WORK REQUIRED:
For the word "true", search the records and show each line in which it occurs.

RECORDS FOR PROCESSING:
== Segment start ==
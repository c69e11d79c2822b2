//! Shared fixtures for integration tests: an in-memory configuration and a
//! fully wired [`ResilienceCore`] over scripted collaborators.

#![allow(dead_code)]

use diabetactic_gateway::auth::StaticTokenProvider;
use diabetactic_gateway::config::{ConfigManager, GatewayConfig};
use diabetactic_gateway::connectivity::{Connectivity, ConnectivityMonitor};
use diabetactic_gateway::core::{Collaborators, ResilienceCore};
use diabetactic_gateway::registry::AuthType;
use diabetactic_gateway::resilience::{Clock, ManualClock};
use diabetactic_gateway::transport::{FixtureTransport, NetworkTransport};
use std::sync::Arc;

pub const GLUCOSE: &str = "http://glucose.test";
pub const APPOINTMENTS: &str = "http://appointments.test";
pub const TIDEPOOL: &str = "https://tidepool.test";

pub const PATIENT_TOKEN: &str = "patient-token";
pub const TIDEPOOL_SESSION: &str = "tidepool-session";

pub const TEST_CONFIG: &str = r#"
services:
  - id: glucoserver
    base_url: http://glucose.test
    timeout_ms: 1000
    max_retries: 2
    breaker_failure_threshold: 3
    breaker_open_duration_ms: 10000
    cache_default_ttl_ms: 60000
  - id: appointments
    base_url: http://appointments.test
    timeout_ms: 1000
    max_retries: 2
    breaker_failure_threshold: 3
    breaker_open_duration_ms: 10000
  - id: tidepool
    base_url: https://tidepool.test
    health_endpoint: /status
    timeout_ms: 2000
    max_retries: 1
    breaker_failure_threshold: 5
    breaker_open_duration_ms: 60000
    cache_default_ttl_ms: 300000
    supports_offline_fallback: true
    auth_header: X-Tidepool-Session-Token

endpoints:
  glucose.mine:
    service: glucoserver
    path: /glucose/mine
    auth: bearer
    cache: {}
  glucose.first:
    service: glucoserver
    path: /glucose/mine
    auth: bearer
    cache: {}
    transform:
      type: pointer
      pointer: /0
  glucose.latest:
    service: glucoserver
    path: /glucose/mine/latest
    auth: bearer
  glucose.create:
    service: glucoserver
    path: /glucose/create
    method: POST
    auth: bearer
  appointments.mine:
    service: appointments
    path: /appointments/mine
    auth: bearer
  appointments.create:
    service: appointments
    path: /appointments/create
    method: POST
    auth: bearer
  appointments.submit:
    service: appointments
    path: /appointments/submit
    method: POST
    auth: bearer
  appointments.cancel:
    service: appointments
    path: /appointments/{appointment_id}
    method: DELETE
    auth: bearer
  appointments.withdraw:
    service: appointments
    path: /appointments/submit
    method: DELETE
    auth: bearer
  tidepool.readings:
    service: tidepool
    path: /data/{user_id}
    auth: service_specific
    transform:
      type: tidepool_readings

health:
  enabled: false
  check_interval_ms: 1000
  degraded_latency_ms: 2000

backoff:
  base_delay_ms: 1
  max_delay_ms: 10
  backoff_multiplier: 2.0
  jitter_enabled: false
  jitter_max_percentage: 0.0

cache:
  enabled: true
  max_entries: 100

orchestration:
  run_retention_seconds: 300
  max_retained_runs: 100
  step_retry_delay_ms: 1

environment: test
"#;

pub fn test_config() -> GatewayConfig {
    serde_yaml::from_str(TEST_CONFIG).expect("test configuration parses")
}

/// A core wired to scripted collaborators, with handles to drive them
pub struct TestHarness {
    pub core: ResilienceCore,
    pub transport: Arc<FixtureTransport>,
    pub fallback: Arc<FixtureTransport>,
    pub auth: Arc<StaticTokenProvider>,
    pub connectivity: Arc<ConnectivityMonitor>,
    pub clock: Arc<ManualClock>,
}

impl TestHarness {
    pub fn new() -> Self {
        Self::with_config(test_config())
    }

    pub fn with_config(config: GatewayConfig) -> Self {
        Self::with_parts(
            config,
            StaticTokenProvider::new()
                .with_token(AuthType::Bearer, PATIENT_TOKEN)
                .with_token(AuthType::ServiceSpecific, TIDEPOOL_SESSION),
        )
    }

    pub fn with_auth(auth: StaticTokenProvider) -> Self {
        Self::with_parts(test_config(), auth)
    }

    pub fn with_parts(config: GatewayConfig, auth: StaticTokenProvider) -> Self {
        let transport = Arc::new(FixtureTransport::new());
        let fallback = Arc::new(FixtureTransport::new());
        let auth = Arc::new(auth);
        let connectivity = Arc::new(ConnectivityMonitor::new(true));
        let clock = Arc::new(ManualClock::new());

        let manager = ConfigManager::from_config(config).expect("test configuration is valid");
        let collaborators = Collaborators::new()
            .transport(transport.clone() as Arc<dyn NetworkTransport>)
            .fallback_transport(fallback.clone() as Arc<dyn NetworkTransport>)
            .auth(auth.clone())
            .connectivity(connectivity.clone() as Arc<dyn Connectivity>)
            .clock(clock.clone() as Arc<dyn Clock>);
        let core = ResilienceCore::from_config(manager, collaborators).expect("core bootstraps");

        Self {
            core,
            transport,
            fallback,
            auth,
            connectivity,
            clock,
        }
    }

    pub fn consecutive_failures(&self, service_id: &str) -> u32 {
        self.core
            .get_circuit_breaker_state(service_id)
            .expect("service is registered")
            .consecutive_failures
    }
}

pub fn url(base: &str, path: &str) -> String {
    format!("{base}{path}")
}
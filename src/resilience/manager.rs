//! Per-service breaker table.

use super::circuit_breaker::{CircuitBreaker, CircuitBreakerState};
use super::clock::Clock;
use super::metrics::SystemCircuitBreakerMetrics;
use crate::config::ServiceDescriptor;
use crate::error::{ResilienceError, Result};
use crate::events::EventPublisher;
use dashmap::DashMap;
use std::collections::BTreeMap;
use std::sync::Arc;
use tracing::info;

/// Owns one [`CircuitBreaker`] per registered service.
///
/// Constructed explicitly and shared by the gateway and health monitor, so
/// independent instances never share breaker state.
#[derive(Debug)]
pub struct CircuitBreakerManager {
    breakers: DashMap<String, Arc<CircuitBreaker>>,
}

impl CircuitBreakerManager {
    pub fn new<'a>(
        services: impl IntoIterator<Item = &'a ServiceDescriptor>,
        clock: Arc<dyn Clock>,
        events: Option<EventPublisher>,
    ) -> Self {
        let breakers = DashMap::new();
        for service in services {
            let mut breaker = CircuitBreaker::for_service(service, clock.clone());
            if let Some(publisher) = &events {
                breaker = breaker.with_events(publisher.clone());
            }
            breakers.insert(service.id.clone(), Arc::new(breaker));
        }

        info!(breakers = breakers.len(), "🛡️ Circuit breaker manager initialized");
        Self { breakers }
    }

    pub fn get(&self, service_id: &str) -> Option<Arc<CircuitBreaker>> {
        self.breakers.get(service_id).map(|entry| entry.value().clone())
    }

    /// Breaker for a service, failing for ids that were never registered
    pub fn breaker(&self, service_id: &str) -> Result<Arc<CircuitBreaker>> {
        self.get(service_id)
            .ok_or_else(|| ResilienceError::UnknownService(service_id.to_string()))
    }

    pub fn allow_request(&self, service_id: &str) -> Result<bool> {
        Ok(self.breaker(service_id)?.allow_request())
    }

    pub fn record_success(&self, service_id: &str) -> Result<()> {
        self.breaker(service_id)?.record_success();
        Ok(())
    }

    pub fn record_failure(&self, service_id: &str) -> Result<()> {
        self.breaker(service_id)?.record_failure();
        Ok(())
    }

    pub fn get_state(&self, service_id: &str) -> Result<CircuitBreakerState> {
        Ok(self.breaker(service_id)?.snapshot())
    }

    pub fn reset(&self, service_id: &str) -> Result<()> {
        self.breaker(service_id)?.reset();
        Ok(())
    }

    pub fn reset_all(&self) {
        for entry in self.breakers.iter() {
            entry.value().reset();
        }
    }

    /// Snapshots ordered by service id
    pub fn all_states(&self) -> Vec<CircuitBreakerState> {
        let mut states: Vec<_> = self.breakers.iter().map(|e| e.value().snapshot()).collect();
        states.sort_by(|a, b| a.service_id.cmp(&b.service_id));
        states
    }

    pub fn system_metrics(&self) -> SystemCircuitBreakerMetrics {
        let breakers: BTreeMap<_, _> = self
            .breakers
            .iter()
            .map(|e| (e.key().clone(), e.value().metrics()))
            .collect();
        SystemCircuitBreakerMetrics::from_breakers(breakers)
    }

    pub fn service_ids(&self) -> Vec<String> {
        let mut ids: Vec<String> = self.breakers.iter().map(|e| e.key().clone()).collect();
        ids.sort();
        ids
    }
}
== Segment end ==
RESPONSE TO THIS TASK:
    supports_offline_fallback: true
  enabled: true
        let connectivity = Arc::new(ConnectivityMonitor::new(true));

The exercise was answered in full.